Tuttavia, se tale interpretazione del dolore si addiceva bene alla psicologia di quei navigatori, sinceramente desiderosi di tornare a casa, risultava ancora insufficiente per un personaggio complesso, contraddittorio, psichicamente instabile come Ulisse.
Qui è evidente che Circe, pur essendo consapevole che la loro origine è nel Mediterraneo orientale, propone loro di restare per sempre con lei, ricostruendosi una nuova vita.
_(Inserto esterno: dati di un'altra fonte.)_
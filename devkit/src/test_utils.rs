/*!
Test Harness pour le kernel fleet

Câble un kernel complet en mémoire : registre de connexions, stores, tracker
de qualité, hub MQTT (alimenté directement, sans broker), dispatcher branché
sur un `MockTransport` et monitor de santé.
*/

use crate::agent_messages::AgentMessageBuilder;
use crate::transport_stub::MockTransport;
use anyhow::{Context, Result};
use fleet_kernel::config::{DispatchConf, HealthConf, KernelConfig};
use fleet_kernel::latency::LatencySample;
use fleet_kernel::logging::init_logging;
use fleet_kernel::models::{Command, CommandId, CommandKind, CommandStatus, Node, NodeId, NodeStatus};
use fleet_kernel::mqtt::{MqttHub, TOPIC_DISCONNECT, TOPIC_HEARTBEAT, TOPIC_REGISTRATION, TOPIC_RESPONSE};
use fleet_kernel::store::{CommandStore, InMemoryCommandStore, InMemoryNodeStore, NodeStore, QueuePolicy};
use fleet_kernel::{
    CommandDispatcher, ConnectionRegistry, DispatchReport, HealthMonitor, HealthTracker, OfflineTransition,
    QualityTracker,
};
use serde_json::Value;
use std::sync::Arc;
use std::time::Duration;
use time::OffsetDateTime;
use tracing::info;

pub struct TestHarness {
    pub registry: Arc<ConnectionRegistry>,
    pub nodes: Arc<InMemoryNodeStore>,
    pub commands: Arc<InMemoryCommandStore>,
    pub quality: Arc<QualityTracker>,
    pub health: HealthTracker,
    pub transport: MockTransport,
    pub hub: Arc<MqttHub>,
    pub dispatcher: Arc<CommandDispatcher>,
    pub monitor: Arc<HealthMonitor>,
}

impl TestHarness {
    /// Harness avec la configuration par défaut et une file sans limite
    pub fn new() -> Result<Self> {
        Self::with_config(&KernelConfig::default(), QueuePolicy::unbounded())
    }

    pub fn with_config(config: &KernelConfig, policy: QueuePolicy) -> Result<Self> {
        config.validate()?;
        init_logging("debug");

        let registry = Arc::new(ConnectionRegistry::new());
        let nodes = Arc::new(InMemoryNodeStore::new());
        let commands = Arc::new(InMemoryCommandStore::new(policy));
        let quality = Arc::new(QualityTracker::new(config.windows.latency_capacity)?);
        let health = HealthTracker::new();
        let transport = MockTransport::new();

        let node_store: Arc<dyn NodeStore> = nodes.clone();
        let command_store: Arc<dyn CommandStore> = commands.clone();
        let hub = Arc::new(MqttHub::new(
            Arc::clone(&registry),
            Arc::clone(&node_store),
            Arc::clone(&command_store),
            Arc::clone(&quality),
            health.clone(),
        ));
        let dispatcher = Arc::new(CommandDispatcher::new(
            Arc::clone(&registry),
            command_store,
            Arc::new(transport.clone()),
            &config.dispatch,
        ));
        let monitor = Arc::new(HealthMonitor::new(node_store, Arc::clone(&registry), &config.health));

        Ok(Self {
            registry,
            nodes,
            commands,
            quality,
            health,
            transport,
            hub,
            dispatcher,
            monitor,
        })
    }

    /// Config resserrée pour les tests de boucles : intervalles courts
    pub fn fast_config(dispatch_interval_ms: u64, offline_threshold_secs: u64) -> KernelConfig {
        KernelConfig {
            dispatch: DispatchConf {
                interval_ms: dispatch_interval_ms,
                batch_size: 50,
                send_timeout_ms: 200,
            },
            health: HealthConf {
                scan_interval_secs: 1,
                offline_threshold_secs,
            },
            ..KernelConfig::default()
        }
    }

    async fn publish(&self, topic: &str, payload: &Value) -> Result<()> {
        self.hub
            .handle_publish(topic, &AgentMessageBuilder::to_bytes(payload))
            .await
            .with_context(|| format!("hub rejected message on {topic}"))
    }

    /// Simule l'arrivée d'un agent (registration sur le hub)
    pub async fn connect_agent(&self, node_id: &str, session_id: &str) -> Result<()> {
        let msg = AgentMessageBuilder::registration(node_id, session_id, &format!("host-{node_id}"));
        self.publish(TOPIC_REGISTRATION, &msg).await?;
        info!(node_id, session_id, "[HARNESS] agent connected");
        Ok(())
    }

    pub async fn disconnect_agent(&self, session_id: &str) -> Result<()> {
        self.publish(TOPIC_DISCONNECT, &AgentMessageBuilder::disconnect(session_id))
            .await
    }

    pub async fn heartbeat(&self, node_id: &str, latency: &[LatencySample]) -> Result<()> {
        let msg = AgentMessageBuilder::heartbeat(node_id, NodeStatus::Online, latency);
        self.publish(TOPIC_HEARTBEAT, &msg).await
    }

    /// Heartbeat sans échantillon portant le statut déclaré par l'agent
    pub async fn report_status(&self, node_id: &str, status: NodeStatus) -> Result<()> {
        let msg = AgentMessageBuilder::heartbeat(node_id, status, &[]);
        self.publish(TOPIC_HEARTBEAT, &msg).await
    }

    pub async fn respond(&self, command_id: CommandId, status: CommandStatus, result: Option<Value>) -> Result<()> {
        let msg = AgentMessageBuilder::response(command_id, status, result, None);
        self.publish(TOPIC_RESPONSE, &msg).await
    }

    /// Inscrit un node directement dans le store, vu pour la dernière fois à `last_seen_at`
    pub async fn seed_node(&self, node_id: &str, last_seen_at: OffsetDateTime) -> Result<()> {
        let node = Node::new(node_id, format!("host-{node_id}"), last_seen_at);
        self.nodes.upsert_registration(node).await?;
        Ok(())
    }

    pub async fn enqueue(&self, node_id: &str, kind: CommandKind) -> Result<CommandId> {
        Ok(self.commands.enqueue(Command::new(node_id, kind, None)).await?)
    }

    pub async fn command(&self, id: CommandId) -> Result<Command> {
        self.commands
            .get(id)
            .await?
            .with_context(|| format!("command {id} not found"))
    }

    pub async fn node(&self, node_id: &str) -> Result<Node> {
        self.nodes
            .get(&NodeId::from(node_id))
            .await?
            .with_context(|| format!("node {node_id} not found"))
    }

    pub async fn dispatch(&self) -> Result<DispatchReport> {
        Ok(self.dispatcher.tick().await?)
    }

    pub async fn scan_at(&self, now: OffsetDateTime) -> Result<Vec<OfflineTransition>> {
        Ok(self.monitor.tick_at(now).await?)
    }

    /// Attend qu'une commande atteigne `status` (boucles démarrées)
    pub async fn wait_for_status(&self, id: CommandId, status: CommandStatus, timeout: Duration) -> Result<Command> {
        let deadline = tokio::time::Instant::now() + timeout;
        loop {
            let command = self.command(id).await?;
            if command.status == status {
                return Ok(command);
            }
            if tokio::time::Instant::now() >= deadline {
                anyhow::bail!("command {id} still {} after {:?}, expected {status}", command.status, timeout);
            }
            tokio::time::sleep(Duration::from_millis(10)).await;
        }
    }
}
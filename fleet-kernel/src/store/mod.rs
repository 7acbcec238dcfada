/**
 * STORES - Interfaces vers le stockage des nodes et des commandes
 *
 * RÔLE :
 * Le coeur (dispatch, health monitor, hub) ne connaît les nodes et les commandes
 * qu'à travers ces deux traits. Le stockage réel est un collaborateur externe.
 *
 * FONCTIONNEMENT :
 * - CommandStore = file des commandes + transitions de statut
 * - NodeStore = état des nodes (statut, last_seen) + inscription
 * - Implémentations par défaut en mémoire (commands.rs, nodes.rs),
 *   persistance JSON optionnelle pour les nodes
 *
 * POLITIQUE DE RETRY :
 * Le dispatcher ne décide jamais d'abandonner une commande. C'est le store
 * (propriétaire de la file) qui applique max_attempts / max_queued_age.
 */

pub mod commands;
pub mod nodes;

pub use commands::{InMemoryCommandStore, QueuePolicy};
pub use nodes::InMemoryNodeStore;

use crate::error::StoreError;
use crate::models::{Command, CommandId, CommandStatus, Node, NodeId, NodeStatus};
use async_trait::async_trait;
use time::OffsetDateTime;

#[async_trait]
pub trait CommandStore: Send + Sync {
    /// Ajoute une commande en statut Queued
    async fn enqueue(&self, command: Command) -> Result<CommandId, StoreError>;

    async fn get(&self, id: CommandId) -> Result<Option<Command>, StoreError>;

    /// Jusqu'à `limit` commandes Queued, les plus anciennes d'abord
    async fn fetch_queued(&self, limit: usize) -> Result<Vec<Command>, StoreError>;

    /// Applique la politique de la file sans lire de batch.
    /// Renvoie le nombre de commandes passées Failed.
    async fn expire_queued(&self) -> Result<usize, StoreError>;

    /// Queued -> Sent
    async fn mark_sent(&self, id: CommandId) -> Result<(), StoreError>;

    /// Livraison échouée : la commande reste Queued (sauf politique de la file)
    async fn record_delivery_failure(&self, id: CommandId, reason: &str) -> Result<(), StoreError>;

    /// Rapport asynchrone de l'agent (InProgress / Success / Failed)
    async fn update_status(
        &self,
        id: CommandId,
        status: CommandStatus,
        result: Option<serde_json::Value>,
        error: Option<String>,
    ) -> Result<Command, StoreError>;

    async fn cancel(&self, id: CommandId) -> Result<Command, StoreError>;

    async fn count_by_status(&self, status: CommandStatus) -> Result<usize, StoreError>;
}

#[async_trait]
pub trait NodeStore: Send + Sync {
    /// Tous les nodes dont le statut n'est pas Offline
    async fn active_nodes(&self) -> Result<Vec<Node>, StoreError>;

    /// Passe le node Offline s'il ne l'est pas déjà et n'a pas été vu après `silent_since`.
    /// Renvoie `true` seulement si cet appel a effectué la transition.
    async fn mark_offline(&self, id: &NodeId, silent_since: OffsetDateTime) -> Result<bool, StoreError>;

    /// Inscription (ou ré-inscription) d'un agent
    async fn upsert_registration(&self, node: Node) -> Result<(), StoreError>;

    /// Réception d'un heartbeat : met à jour last_seen et le statut.
    /// Renvoie `false` si le node est inconnu.
    async fn touch(&self, id: &NodeId, status: NodeStatus, seen_at: OffsetDateTime) -> Result<bool, StoreError>;

    async fn get(&self, id: &NodeId) -> Result<Option<Node>, StoreError>;

    async fn list(&self) -> Result<Vec<Node>, StoreError>;
}
/**
 * TÂCHES PÉRIODIQUES - Boucles de fond annulables
 *
 * RÔLE : Support commun du dispatch et du monitor de santé.
 *
 * RÈGLES :
 * - une tâche tokio par boucle, les ticks ne se chevauchent jamais
 * - l'arrêt n'est observé qu'entre deux ticks : un tick en cours va au bout
 */

use std::future::Future;
use std::time::Duration;
use tokio::task::JoinHandle;
use tokio::time::MissedTickBehavior;
use tokio_util::sync::CancellationToken;
use tracing::{error, info};

pub struct PeriodicTask {
    name: &'static str,
    cancel: CancellationToken,
    handle: JoinHandle<()>,
}

impl PeriodicTask {
    /// Lance `tick` toutes les `period` jusqu'à `shutdown` ou [`stop`](Self::stop).
    ///
    /// Chaque tick tourne dans sa propre tâche : un panic est loggé et la
    /// boucle reprend à l'intervalle suivant.
    pub fn spawn<F, Fut>(
        name: &'static str,
        period: Duration,
        shutdown: &CancellationToken,
        mut tick: F,
    ) -> Self
    where
        F: FnMut() -> Fut + Send + 'static,
        Fut: Future<Output = ()> + Send + 'static,
    {
        let cancel = shutdown.child_token();
        let token = cancel.clone();

        let handle = tokio::spawn(async move {
            info!(task = name, period_ms = period.as_millis() as u64, "periodic task started");
            let mut interval = tokio::time::interval(period);
            interval.set_missed_tick_behavior(MissedTickBehavior::Skip);

            loop {
                tokio::select! {
                    biased;
                    _ = token.cancelled() => break,
                    _ = interval.tick() => {}
                }

                if let Err(e) = tokio::spawn(tick()).await {
                    if e.is_panic() {
                        error!(task = name, "tick panicked, continuing on next interval");
                    }
                }
            }

            info!(task = name, "periodic task stopped");
        });

        Self {
            name,
            cancel,
            handle,
        }
    }

    pub fn name(&self) -> &'static str {
        self.name
    }

    pub fn is_finished(&self) -> bool {
        self.handle.is_finished()
    }

    /// Demande l'arrêt et attend la fin du tick en cours
    pub async fn stop(self) {
        self.cancel.cancel();
        if let Err(e) = self.handle.await {
            error!(task = self.name, error = %e, "periodic task ended abnormally");
        }
    }
}
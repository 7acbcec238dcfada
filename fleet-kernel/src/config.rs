use crate::error::ConfigError;
use crate::store::QueuePolicy;
use serde::{Deserialize, Serialize};
use std::net::SocketAddr;
use std::path::{Path, PathBuf};
use tokio::fs;
use tracing::warn;

pub const CONFIG_ENV: &str = "FLEET_KERNEL_CONFIG";

/// Seuil d'inactivité maximal accepté (30 jours)
pub const MAX_OFFLINE_THRESHOLD_SECS: u64 = 30 * 24 * 3600;

#[derive(Debug, Serialize, Deserialize, Clone)]
#[serde(default)]
pub struct KernelConfig {
    pub dispatch: DispatchConf,
    pub health: HealthConf,
    pub windows: WindowsConf,
    pub commands: CommandsConf,
    pub mqtt: MqttConf,
    pub http: HttpConf,
    pub data_dir: PathBuf,
    pub log_level: String,
}

#[derive(Debug, Serialize, Deserialize, Clone)]
#[serde(default)]
pub struct DispatchConf {
    pub interval_ms: u64,
    pub batch_size: usize,
    pub send_timeout_ms: u64,
}

#[derive(Debug, Serialize, Deserialize, Clone)]
#[serde(default)]
pub struct HealthConf {
    pub scan_interval_secs: u64,
    pub offline_threshold_secs: u64,
}

#[derive(Debug, Serialize, Deserialize, Clone)]
#[serde(default)]
pub struct WindowsConf {
    pub latency_capacity: usize,
}

/// Politique de la file de commandes (0 = pas de limite)
#[derive(Debug, Serialize, Deserialize, Clone)]
#[serde(default)]
pub struct CommandsConf {
    pub max_attempts: u32,
    pub max_queued_age_secs: u64,
}

#[derive(Debug, Serialize, Deserialize, Clone)]
#[serde(default)]
pub struct MqttConf {
    pub host: String,
    pub port: u16,
    pub client_id: String,
    pub keep_alive_secs: u64,
}

#[derive(Debug, Serialize, Deserialize, Clone)]
#[serde(default)]
pub struct HttpConf {
    pub bind: SocketAddr,
}

impl Default for DispatchConf {
    fn default() -> Self {
        Self {
            interval_ms: 2000,
            batch_size: 50,
            send_timeout_ms: 5000,
        }
    }
}

impl Default for HealthConf {
    fn default() -> Self {
        Self {
            scan_interval_secs: 30,
            offline_threshold_secs: 120,
        }
    }
}

impl Default for WindowsConf {
    fn default() -> Self {
        Self {
            latency_capacity: 120,
        }
    }
}

impl Default for CommandsConf {
    fn default() -> Self {
        Self {
            max_attempts: 10,
            max_queued_age_secs: 3600,
        }
    }
}

impl Default for MqttConf {
    fn default() -> Self {
        Self {
            host: "localhost".into(),
            port: 1883,
            client_id: "fleet-kernel".into(),
            keep_alive_secs: 15,
        }
    }
}

impl Default for HttpConf {
    fn default() -> Self {
        Self {
            bind: SocketAddr::from(([0, 0, 0, 0], 8080)),
        }
    }
}

impl Default for KernelConfig {
    fn default() -> Self {
        Self {
            dispatch: DispatchConf::default(),
            health: HealthConf::default(),
            windows: WindowsConf::default(),
            commands: CommandsConf::default(),
            mqtt: MqttConf::default(),
            http: HttpConf::default(),
            data_dir: PathBuf::from("./data"),
            log_level: "info".into(),
        }
    }
}

impl CommandsConf {
    pub fn queue_policy(&self) -> QueuePolicy {
        QueuePolicy {
            max_attempts: (self.max_attempts > 0).then_some(self.max_attempts),
            max_queued_age: (self.max_queued_age_secs > 0)
                .then(|| time::Duration::seconds(i64::try_from(self.max_queued_age_secs).unwrap_or(i64::MAX))),
        }
    }
}

impl KernelConfig {
    pub fn from_yaml(txt: &str, origin: &str) -> Result<Self, ConfigError> {
        if txt.trim().is_empty() {
            return Ok(Self::default());
        }
        let cfg: Self = serde_yaml::from_str(txt).map_err(|source| ConfigError::Yaml {
            path: origin.to_string(),
            source,
        })?;
        cfg.validate()?;
        Ok(cfg)
    }

    /// Refuse les valeurs qui rendraient une boucle inerte ou une fenêtre vide
    pub fn validate(&self) -> Result<(), ConfigError> {
        let checks: [(&'static str, bool); 6] = [
            ("dispatch.interval_ms", self.dispatch.interval_ms > 0),
            ("dispatch.batch_size", self.dispatch.batch_size > 0),
            ("dispatch.send_timeout_ms", self.dispatch.send_timeout_ms > 0),
            ("health.scan_interval_secs", self.health.scan_interval_secs > 0),
            ("health.offline_threshold_secs", self.health.offline_threshold_secs > 0),
            ("windows.latency_capacity", self.windows.latency_capacity > 0),
        ];
        for (key, ok) in checks {
            if !ok {
                return Err(ConfigError::Invalid {
                    key,
                    reason: "must be greater than zero".into(),
                });
            }
        }
        if self.health.offline_threshold_secs > MAX_OFFLINE_THRESHOLD_SECS {
            return Err(ConfigError::Invalid {
                key: "health.offline_threshold_secs",
                reason: format!("must be at most {MAX_OFFLINE_THRESHOLD_SECS}"),
            });
        }
        Ok(())
    }

    pub fn nodes_file(&self) -> PathBuf {
        self.data_dir.join("nodes.json")
    }
}

/// Charge la config depuis `$FLEET_KERNEL_CONFIG` (défaut `kernel.yaml`).
/// Fichier absent = config par défaut ; fichier invalide = erreur.
pub async fn load_config() -> Result<KernelConfig, ConfigError> {
    let path = std::env::var(CONFIG_ENV).unwrap_or_else(|_| "kernel.yaml".into());
    load_config_from(Path::new(&path)).await
}

pub async fn load_config_from(path: &Path) -> Result<KernelConfig, ConfigError> {
    let origin = path.display().to_string();
    if !path.exists() {
        warn!(path = %origin, "no config file, using defaults");
        return Ok(KernelConfig::default());
    }
    let txt = fs::read_to_string(path).await.map_err(|source| ConfigError::Io {
        path: origin.clone(),
        source,
    })?;
    KernelConfig::from_yaml(&txt, &origin)
}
Ora spera che non si ricordino più del loro passato, non come prima, usando droghe soporifere, ma in virtù di una vita sicura, serena, lontana dai pericoli della cosiddetta "moderna civiltà". Circe propone loro di vivere un'esistenza più "naturale" e meno "artificiosa".
I marinai e soprattutto Ulisse si lasciano sulle prime convincere: gli uni perché stanchi di peregrinare a vuoto, l'altro perché vuole misurarsi anche in questa esperienza, verificando sino a che punto sarebbe in grado di resistere lontano dall'antagonismo, dai contrasti tipici delle società divise in classi, ceti, stirpi contrapposte.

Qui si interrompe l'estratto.